Changed back in the SIM card I'd just changed out and went to the bank to get money only to find out they don't have an ATM and the closest ATM is about 10km away! One of the patrons took pity on me and took my last CNY 300 and gave me VND 1,000,000 which is only USD 1 or so more than what I'd have paid in transaction fees if they'd had an ATM.

New plan. I'm not doing that road again. I'm just not. And I'm not sure that heading north and trying any of the other many border crossings both large and small is such a great idea. I'll have to go to Đồng Đăng/Youyiguan and if Đồng Đăng doesn't work I'll have to go all the way to Móng Cái/Dongxing where I entered Vietnam. But I'm not going back over that mountain. 

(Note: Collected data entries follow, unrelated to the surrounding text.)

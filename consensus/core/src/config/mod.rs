pub mod bps;
pub mod constants;
pub mod params;
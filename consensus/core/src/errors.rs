pub mod block;
pub mod config;
pub mod consensus;
pub mod store;
pub mod traversal;
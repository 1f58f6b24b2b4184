use crate::model::stores::ghostdag::GhostdagData;
use blockdag_consensus_core::{BlockId, BlockIds};
use std::sync::Arc;

/// A read-only snapshot of a finalized block and its consensus attributes
#[derive(Clone, Debug, PartialEq, Eq)]
pub struct BlockInfo {
    pub id: BlockId,
    pub timestamp: u64,
    /// Direct parents, with the selected parent (if any) at index 0
    pub parents: BlockIds,
    pub children: BlockIds,
    pub ghostdag: Arc<GhostdagData>,
}

impl BlockInfo {
    pub fn selected_parent(&self) -> Option<BlockId> {
        self.ghostdag.selected_parent
    }

    pub fn blue_score(&self) -> u64 {
        self.ghostdag.blue_score
    }

    pub fn is_genesis(&self) -> bool {
        self.parents.is_empty()
    }

    pub fn is_tip(&self) -> bool {
        self.children.is_empty()
    }
}
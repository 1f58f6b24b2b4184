use serde::{Deserialize, Serialize};
use std::{fmt, str::FromStr};

/// Opaque block identifier. It stands in for a block hash and is only ever used as a
/// deterministic tie-breaker, never for content addressing.
#[derive(Clone, Copy, Debug, Default, PartialEq, Eq, Hash, PartialOrd, Ord, Serialize, Deserialize)]
#[serde(transparent)]
pub struct BlockId(u64);

/// `blockid::VIRTUAL` is a special id representing the ephemeral `virtual` block.
/// It is never assigned to a real block.
pub const VIRTUAL: BlockId = BlockId(u64::MAX);

impl BlockId {
    pub const fn new(value: u64) -> Self {
        Self(value)
    }

    pub const fn value(self) -> u64 {
        self.0
    }

    pub fn is_virtual(&self) -> bool {
        self.eq(&VIRTUAL)
    }
}

impl From<u64> for BlockId {
    fn from(value: u64) -> Self {
        Self(value)
    }
}

impl From<BlockId> for u64 {
    fn from(id: BlockId) -> Self {
        id.0
    }
}

impl fmt::Display for BlockId {
    fn fmt(&self, f: &mut fmt::Formatter<'_>) -> fmt::Result {
        if self.is_virtual() { write!(f, "virtual") } else { write!(f, "{}", self.0) }
    }
}

impl FromStr for BlockId {
    type Err = std::num::ParseIntError;

    fn from_str(s: &str) -> Result<Self, Self::Err> {
        s.parse::<u64>().map(Self)
    }
}
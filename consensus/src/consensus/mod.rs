pub mod virtual_block;

use crate::{
    model::{
        block_info::BlockInfo,
        stores::{
            ghostdag::{GhostdagData, GhostdagStore, GhostdagStoreReader, MemoryGhostdagStore},
            headers::{HeaderStore, HeaderStoreReader, MemoryHeadersStore},
            relations::{MemoryRelationsStore, RelationsStore, RelationsStoreReader},
        },
    },
    processes::{
        consensus_order::ConsensusOrderManager,
        ghostdag::{ordering::find_heaviest, protocol::GhostdagManager},
        traversal_manager::DagTraversalManager,
    },
};
use blockdag_consensus_core::{
    BlockId, BlockIdMap, BlockIdSet, BlockIds, BlueView, KType,
    block::Block,
    blockid::VIRTUAL,
    config::params::Params,
    errors::{
        block::{BlockProcessResult, RuleError},
        consensus::{ConsensusError, ConsensusResult},
        store::StoreResultExtensions,
    },
};
use blockdag_core::log::{debug, info, warn};
use std::sync::Arc;

pub use virtual_block::VirtualBlock;

/// An append-only block DAG which classifies every block on insertion.
///
/// Blocks live in id-keyed arena stores; parents and children are id lists, so the DAG owns all
/// blocks and children are plain back-references. Per-block GHOSTDAG data is computed once, when the
/// block is added, and never revisited.
pub struct BlockDag {
    params: Params,
    genesis: Option<BlockId>,
    /// Real blocks in insertion order
    blocks: Vec<BlockId>,

    // Stores
    relations_store: MemoryRelationsStore,
    ghostdag_store: MemoryGhostdagStore,
    headers_store: MemoryHeadersStore,
}

impl BlockDag {
    pub fn new(params: Params) -> Self {
        Self {
            params,
            genesis: None,
            blocks: Vec::new(),
            relations_store: MemoryRelationsStore::new(),
            ghostdag_store: MemoryGhostdagStore::new(),
            headers_store: MemoryHeadersStore::new(),
        }
    }

    pub fn with_k(k: KType) -> Self {
        Self::new(Params::new(k))
    }

    pub fn params(&self) -> &Params {
        &self.params
    }

    pub fn k(&self) -> KType {
        self.params.k
    }

    pub fn genesis(&self) -> Option<BlockId> {
        self.genesis
    }

    /// Number of real blocks (the virtual block is never counted)
    pub fn len(&self) -> usize {
        self.blocks.len()
    }

    pub fn is_empty(&self) -> bool {
        self.blocks.is_empty()
    }

    pub fn contains(&self, id: BlockId) -> bool {
        !id.is_virtual() && self.ghostdag_store.has(id).unwrap_or(false)
    }

    /// Real blocks in insertion order
    pub fn blocks(&self) -> &[BlockId] {
        &self.blocks
    }

    pub(crate) fn ghostdag_manager(&self) -> GhostdagManager<'_, MemoryGhostdagStore, MemoryRelationsStore> {
        GhostdagManager::new(self.params.k, &self.ghostdag_store, &self.relations_store)
    }

    pub(crate) fn traversal_manager(&self) -> DagTraversalManager<'_, MemoryGhostdagStore, MemoryRelationsStore> {
        DagTraversalManager::new(&self.ghostdag_store, &self.relations_store)
    }

    pub(crate) fn consensus_order_manager(&self) -> ConsensusOrderManager<'_, MemoryGhostdagStore> {
        ConsensusOrderManager::new(&self.ghostdag_store)
    }

    /// Validates, classifies and links a new block. Parents must already be in the DAG. Nothing is
    /// written unless the whole pipeline succeeds.
    pub fn add_block(&mut self, block: Block) -> BlockProcessResult<Arc<GhostdagData>> {
        self.detach_virtual();
        let Block { id, timestamp, parents } = block;

        if id.is_virtual() {
            return Err(RuleError::ReservedId(id));
        }
        if self.ghostdag_store.has(id)? {
            return Err(RuleError::DuplicateBlock(id));
        }
        if parents.is_empty()
            && let Some(genesis) = self.genesis
        {
            return Err(RuleError::MultipleGenesis(id, genesis));
        }
        let mut seen = BlockIdSet::with_capacity(parents.len());
        for parent in parents.iter().copied() {
            if !seen.insert(parent) {
                return Err(RuleError::DuplicateParent(id, parent));
            }
            if !self.ghostdag_store.has(parent)? {
                return Err(RuleError::UnknownParent(id, parent));
            }
        }

        let ghostdag_data = Arc::new(self.ghostdag_manager().ghostdag(&parents)?);
        let parents = selected_parent_first(ghostdag_data.selected_parent, parents);

        self.relations_store.insert(id, BlockIds::new(parents))?;
        self.ghostdag_store.insert(id, ghostdag_data.clone())?;
        self.headers_store.insert(id, timestamp)?;
        self.blocks.push(id);

        match ghostdag_data.selected_parent {
            None => {
                self.genesis = Some(id);
                info!("Genesis block {} added (k={})", id, self.params.k);
            }
            Some(selected_parent) => debug!(
                "Block {} added: selected parent {}, blue score {}, {} blues and {} reds in merge set",
                id,
                selected_parent,
                ghostdag_data.blue_score,
                ghostdag_data.mergeset_blues.len(),
                ghostdag_data.mergeset_reds.len()
            ),
        }
        Ok(ghostdag_data)
    }

    /// Adds blocks in the given (topological) order, stopping at the first failure
    pub fn add_blocks(&mut self, blocks: impl IntoIterator<Item = Block>) -> BlockProcessResult<()> {
        for block in blocks {
            self.add_block(block)?;
        }
        Ok(())
    }

    fn validate_block_exists(&self, id: BlockId) -> ConsensusResult<()> {
        if self.ghostdag_store.has(id)? { Ok(()) } else { Err(ConsensusError::BlockNotFound(id)) }
    }

    pub fn block(&self, id: BlockId) -> ConsensusResult<BlockInfo> {
        self.validate_block_exists(id)?;
        Ok(BlockInfo {
            id,
            // The virtual block carries no header
            timestamp: self.headers_store.get_timestamp(id).optional()?.unwrap_or_default(),
            parents: self.relations_store.get_parents(id)?,
            children: self.relations_store.get_children(id)?,
            ghostdag: self.ghostdag_store.get_data(id)?,
        })
    }

    pub fn timestamp(&self, id: BlockId) -> ConsensusResult<u64> {
        self.validate_block_exists(id)?;
        Ok(self.headers_store.get_timestamp(id).optional()?.unwrap_or_default())
    }

    /// Direct parents with the selected parent first
    pub fn parents(&self, id: BlockId) -> ConsensusResult<BlockIds> {
        self.validate_block_exists(id)?;
        Ok(self.relations_store.get_parents(id)?)
    }

    pub fn children(&self, id: BlockId) -> ConsensusResult<BlockIds> {
        self.validate_block_exists(id)?;
        Ok(self.relations_store.get_children(id)?)
    }

    pub fn ghostdag_data(&self, id: BlockId) -> ConsensusResult<Arc<GhostdagData>> {
        self.validate_block_exists(id)?;
        Ok(self.ghostdag_store.get_data(id)?)
    }

    pub fn selected_parent(&self, id: BlockId) -> ConsensusResult<Option<BlockId>> {
        Ok(self.ghostdag_data(id)?.selected_parent)
    }

    pub fn blue_score(&self, id: BlockId) -> ConsensusResult<u64> {
        Ok(self.ghostdag_data(id)?.blue_score)
    }

    pub fn local_blue_view(&self, id: BlockId) -> ConsensusResult<BlueView> {
        Ok(self.ghostdag_data(id)?.local_blue_view.clone())
    }

    /// The merge set of `id` including its selected parent, unordered
    pub fn merge_set(&self, id: BlockId) -> ConsensusResult<BlockIdSet> {
        Ok(self.ghostdag_data(id)?.unordered_mergeset().collect())
    }

    /// The merge set without the selected parent, ascending by (blue score, id)
    pub fn sorted_merge_set_without_sp(&self, id: BlockId) -> ConsensusResult<Vec<BlockId>> {
        let data = self.ghostdag_data(id)?;
        Ok(data.ascending_mergeset_without_selected_parent(&self.ghostdag_store)?.into_iter().map(|block| block.id).collect())
    }

    /// The selected parent followed by [`Self::sorted_merge_set_without_sp`]
    pub fn sorted_merge_set_with_sp(&self, id: BlockId) -> ConsensusResult<Vec<BlockId>> {
        Ok(self.ghostdag_data(id)?.ascending_mergeset(&self.ghostdag_store)?)
    }

    pub fn past_cone(&self, id: BlockId) -> ConsensusResult<BlockIdSet> {
        self.validate_block_exists(id)?;
        Ok(self.traversal_manager().past_cone(id)?)
    }

    pub fn future_cone(&self, id: BlockId) -> ConsensusResult<BlockIdSet> {
        self.validate_block_exists(id)?;
        Ok(self.traversal_manager().future_cone(id)?)
    }

    pub fn anticone(&self, id: BlockId) -> ConsensusResult<BlockIdSet> {
        self.validate_block_exists(id)?;
        Ok(self.traversal_manager().anticone(id)?)
    }

    /// See [`DagTraversalManager::anticone_in_past`]
    pub fn anticone_in_past(&self, id: BlockId, reference: BlockId) -> ConsensusResult<BlockIdSet> {
        self.validate_block_exists(id)?;
        self.validate_block_exists(reference)?;
        Ok(self.traversal_manager().anticone_in_past(id, reference)?)
    }

    fn all_ids(&self) -> impl Iterator<Item = BlockId> + '_ {
        let virtual_block = self.relations_store.has(VIRTUAL).unwrap_or(false).then_some(VIRTUAL);
        self.blocks.iter().copied().chain(virtual_block)
    }

    /// Blocks without children, in insertion order. While a virtual block is alive it is the only tip.
    pub fn current_tips(&self) -> ConsensusResult<Vec<BlockId>> {
        let mut tips = Vec::new();
        for id in self.all_ids() {
            if self.relations_store.get_children(id)?.is_empty() {
                tips.push(id);
            }
        }
        Ok(tips)
    }

    /// The block with the highest blue score, ties broken by the lowest id
    pub fn find_sink(&self) -> ConsensusResult<BlockId> {
        find_heaviest(&self.ghostdag_store, self.all_ids())?.ok_or(ConsensusError::EmptyDag)
    }

    /// See [`ConsensusOrderManager::selected_parent_chain`]
    pub fn selected_parent_chain(&self, id: BlockId) -> ConsensusResult<Vec<BlockId>> {
        self.validate_block_exists(id)?;
        Ok(self.consensus_order_manager().selected_parent_chain(id)?)
    }

    /// See [`ConsensusOrderManager::consensus_ordered_past`]
    pub fn consensus_ordered_past(&self, id: BlockId) -> ConsensusResult<Vec<BlockId>> {
        self.validate_block_exists(id)?;
        Ok(self.consensus_order_manager().consensus_ordered_past(id)?)
    }

    /// See [`ConsensusOrderManager::all_selected_parents_pov`]
    pub fn all_selected_parents_pov(&self, id: BlockId) -> ConsensusResult<BlockIdMap<bool>> {
        self.validate_block_exists(id)?;
        Ok(self.consensus_order_manager().all_selected_parents_pov(id)?)
    }

    /// The coloring `from` recorded for `target` at classification time: the local blue view of
    /// `target` if it lies in `past(from) ∪ {from}`, `None` otherwise
    pub fn pov_of(&self, from: BlockId, target: BlockId) -> ConsensusResult<Option<BlueView>> {
        self.validate_block_exists(from)?;
        self.validate_block_exists(target)?;
        if from != target && !self.traversal_manager().past_cone(from)?.contains(&target) {
            return Ok(None);
        }
        Ok(Some(self.ghostdag_store.get_local_blue_view(target)?))
    }

    /// Classifies and links an ephemeral virtual block on top of the current tips. The returned guard
    /// detaches it again when dropped.
    pub fn create_virtual(&mut self) -> ConsensusResult<VirtualBlock<'_>> {
        self.detach_virtual();
        let tips = self.current_tips()?;
        if tips.is_empty() {
            return Err(ConsensusError::EmptyDag);
        }

        let ghostdag_data = Arc::new(self.ghostdag_manager().ghostdag(&tips)?);
        let tip_count = tips.len();
        let parents = selected_parent_first(ghostdag_data.selected_parent, tips);
        self.relations_store.insert(VIRTUAL, BlockIds::new(parents))?;
        self.ghostdag_store.insert(VIRTUAL, ghostdag_data.clone())?;
        info!("Virtual block created on top of {} tips with blue score {}", tip_count, ghostdag_data.blue_score);

        Ok(VirtualBlock::new(self, ghostdag_data))
    }

    /// Runs `f` against a freshly created virtual block, which is detached before returning
    pub fn with_virtual<R>(&mut self, f: impl FnOnce(&VirtualBlock<'_>) -> R) -> ConsensusResult<R> {
        let virtual_block = self.create_virtual()?;
        Ok(f(&virtual_block))
    }

    /// Unlinks the virtual block from its parents and removes its data, if present.
    /// Returns whether a virtual block was detached.
    pub(crate) fn detach_virtual(&mut self) -> bool {
        if !self.relations_store.has(VIRTUAL).unwrap_or(false) {
            return false;
        }
        if let Err(err) = self.relations_store.delete(VIRTUAL) {
            warn!("Failed unlinking the virtual block: {}", err);
        }
        if let Err(err) = self.ghostdag_store.delete(VIRTUAL) {
            warn!("Failed removing virtual block data: {}", err);
        }
        info!("Virtual block destroyed");
        true
    }
}

/// Reorders `parents` so that `selected_parent` comes first, keeping the relative order of the rest
fn selected_parent_first(selected_parent: Option<BlockId>, parents: Vec<BlockId>) -> Vec<BlockId> {
    match selected_parent {
        Some(selected_parent) => {
            std::iter::once(selected_parent).chain(parents.into_iter().filter(|parent| *parent != selected_parent)).collect()
        }
        None => parents,
    }
}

Instead, I'm going to start by taking the flattish road through the karst that I wasn't allowed to take yesterday. When you take into consideration the combined factors of how much of yesterday's singletrack is clearly visible on satellite view, and that much of this road that I'm intending to take is only on satellite view (and not map view) this was a fairly dangerous proposition on my part. Be that as it may, it should be less than 10km to the Nhà Nghỉ just this side of the small border crossing between here and the one I was trying for yesterday, and if the road turns shitty at any point, I can always turn around, go back to the Tà Lùng/Shuikou crossing, spend the night at a hotel in Tà Lùng and figure out my next steps from the comfort of a hotel room.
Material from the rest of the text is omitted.